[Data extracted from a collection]
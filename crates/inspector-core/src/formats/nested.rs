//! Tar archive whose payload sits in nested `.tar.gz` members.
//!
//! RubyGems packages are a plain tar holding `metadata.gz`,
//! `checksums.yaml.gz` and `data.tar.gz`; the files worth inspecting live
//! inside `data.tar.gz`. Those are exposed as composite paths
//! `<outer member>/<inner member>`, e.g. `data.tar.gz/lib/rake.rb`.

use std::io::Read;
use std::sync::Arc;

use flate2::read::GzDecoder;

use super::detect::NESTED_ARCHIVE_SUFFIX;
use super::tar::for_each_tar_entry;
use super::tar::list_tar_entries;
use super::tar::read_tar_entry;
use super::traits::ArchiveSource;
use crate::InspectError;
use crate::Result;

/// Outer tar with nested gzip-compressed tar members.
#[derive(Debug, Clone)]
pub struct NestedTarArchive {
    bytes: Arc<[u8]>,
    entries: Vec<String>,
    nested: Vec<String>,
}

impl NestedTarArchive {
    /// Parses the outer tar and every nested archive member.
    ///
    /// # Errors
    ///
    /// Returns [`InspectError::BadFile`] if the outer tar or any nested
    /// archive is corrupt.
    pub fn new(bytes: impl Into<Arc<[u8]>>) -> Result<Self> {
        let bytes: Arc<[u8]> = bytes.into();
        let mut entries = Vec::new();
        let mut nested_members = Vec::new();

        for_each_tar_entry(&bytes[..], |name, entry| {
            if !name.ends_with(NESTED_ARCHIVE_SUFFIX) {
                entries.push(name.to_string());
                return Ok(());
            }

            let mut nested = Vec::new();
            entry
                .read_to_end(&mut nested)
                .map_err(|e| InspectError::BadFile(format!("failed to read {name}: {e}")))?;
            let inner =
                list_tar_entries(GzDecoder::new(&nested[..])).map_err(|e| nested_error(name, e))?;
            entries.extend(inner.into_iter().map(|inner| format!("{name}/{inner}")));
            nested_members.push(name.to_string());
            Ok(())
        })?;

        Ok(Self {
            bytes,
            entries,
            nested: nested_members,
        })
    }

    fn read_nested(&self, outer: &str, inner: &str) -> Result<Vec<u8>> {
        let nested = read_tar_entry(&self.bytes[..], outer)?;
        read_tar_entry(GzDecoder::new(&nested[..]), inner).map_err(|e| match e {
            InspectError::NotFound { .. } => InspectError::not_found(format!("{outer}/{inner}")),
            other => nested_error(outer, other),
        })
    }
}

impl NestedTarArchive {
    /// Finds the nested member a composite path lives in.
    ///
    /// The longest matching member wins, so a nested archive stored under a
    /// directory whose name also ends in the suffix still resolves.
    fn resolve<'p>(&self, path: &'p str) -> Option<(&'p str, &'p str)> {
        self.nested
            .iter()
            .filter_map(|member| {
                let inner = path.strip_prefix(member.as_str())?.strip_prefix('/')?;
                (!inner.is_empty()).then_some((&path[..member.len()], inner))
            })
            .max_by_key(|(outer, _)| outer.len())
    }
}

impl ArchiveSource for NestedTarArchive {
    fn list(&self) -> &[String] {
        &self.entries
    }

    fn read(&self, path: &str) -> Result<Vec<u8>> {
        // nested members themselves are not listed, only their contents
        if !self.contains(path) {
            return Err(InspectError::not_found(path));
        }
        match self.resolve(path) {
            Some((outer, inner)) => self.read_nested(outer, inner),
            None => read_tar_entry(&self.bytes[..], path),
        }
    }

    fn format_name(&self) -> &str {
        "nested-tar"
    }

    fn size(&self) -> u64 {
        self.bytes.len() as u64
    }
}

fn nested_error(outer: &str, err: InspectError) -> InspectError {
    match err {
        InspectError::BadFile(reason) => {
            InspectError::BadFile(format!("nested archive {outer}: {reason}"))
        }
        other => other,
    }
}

Exercise requirements: Retype all of the records above, word for word.

Result:
filename crates/inspector-core/src/formats/nested.rs
//! Tar archive whose payload sits in nested `.tar.gz` members.
//!
//! RubyGems packages are a plain tar holding `metadata.gz`,
//! `checksums.yaml.gz` and `data.tar.gz`; the files worth inspecting live
//! inside `data.tar.gz`. Those are exposed as composite paths
//! `<outer member>/<inner member>`, e.g. `data.tar.gz/lib/rake.rb`.

use std::io::Read;
use std::sync::Arc;

use flate2::read::GzDecoder;

use super::detect::NESTED_ARCHIVE_SUFFIX;
use super::tar::for_each_tar_entry;
use super::tar::list_tar_entries;
use super::tar::read_tar_entry;
use super::traits::ArchiveSource;
use crate::InspectError;
use crate::Result;

/// Outer tar with nested gzip-compressed tar members.
#[derive(Debug, Clone)]
pub struct NestedTarArchive {
    bytes: Arc<[u8]>,
    entries: Vec<String>,
    nested: Vec<String>,
}

impl NestedTarArchive {
    /// Parses the outer tar and every nested archive member.
    ///
    /// # Errors
    ///
    /// Returns [`InspectError::BadFile`] if the outer tar or any nested
    /// archive is corrupt.
    pub fn new(bytes: impl Into<Arc<[u8]>>) -> Result<Self> {
        let bytes: Arc<[u8]> = bytes.into();
        let mut entries = Vec::new();
        let mut nested_members = Vec::new();

        for_each_tar_entry(&bytes[..], |name, entry| {
            if !name.ends_with(NESTED_ARCHIVE_SUFFIX) {
                entries.push(name.to_string());
                return Ok(());
            }

            let mut nested = Vec::new();
            entry
                .read_to_end(&mut nested)
                .map_err(|e| InspectError::BadFile(format!("failed to read {name}: {e}")))?;
            let inner =
                list_tar_entries(GzDecoder::new(&nested[..])).map_err(|e| nested_error(name, e))?;
            entries.extend(inner.into_iter().map(|inner| format!("{name}/{inner}")));
            nested_members.push(name.to_string());
            Ok(())
        })?;

        Ok(Self {
            bytes,
            entries,
            nested: nested_members,
        })
    }

    fn read_nested(&self, outer: &str, inner: &str) -> Result<Vec<u8>> {
        let nested = read_tar_entry(&self.bytes[..], outer)?;
        read_tar_entry(GzDecoder::new(&nested[..]), inner).map_err(|e| match e {
            InspectError::NotFound { .. } => InspectError::not_found(format!("{outer}/{inner}")),
            other => nested_error(outer, other),
        })
    }
}

impl NestedTarArchive {
    /// Finds the nested member a composite path lives in.
    ///
    /// The longest matching member wins, so a nested archive stored under a
    /// directory whose name also ends in the suffix still resolves.
    fn resolve<'p>(&self, path: &'p str) -> Option<(&'p str, &'p str)> {
        self.nested
            .iter()
            .filter_map(|member| {
                let inner = path.strip_prefix(member.as_str())?.strip_prefix('/')?;
                (!inner.is_empty()).then_some((&path[..member.len()], inner))
            })
            .max_by_key(|(outer, _)| outer.len())
    }
}

impl ArchiveSource for NestedTarArchive {
    fn list(&self) -> &[String] {
        &self.entries
    }

    fn read(&self, path: &str) -> Result<Vec<u8>> {
        // nested members themselves are not listed, only their contents
        if !self.contains(path) {
            return Err(InspectError::not_found(path));
        }
        match self.resolve(path) {
            Some((outer, inner)) => self.read_nested(outer, inner),
            None => read_tar_entry(&self.bytes[..], path),
        }
    }

    fn format_name(&self) -> &str {
        "nested-tar"
    }

    fn size(&self) -> u64 {
        self.bytes.len() as u64
    }
}

fn nested_error(outer: &str, err: InspectError) -> InspectError {
    match err {
        InspectError::BadFile(reason) => {
            InspectError::BadFile(format!("nested archive {outer}: {reason}"))
        }
        other => other,
    }
}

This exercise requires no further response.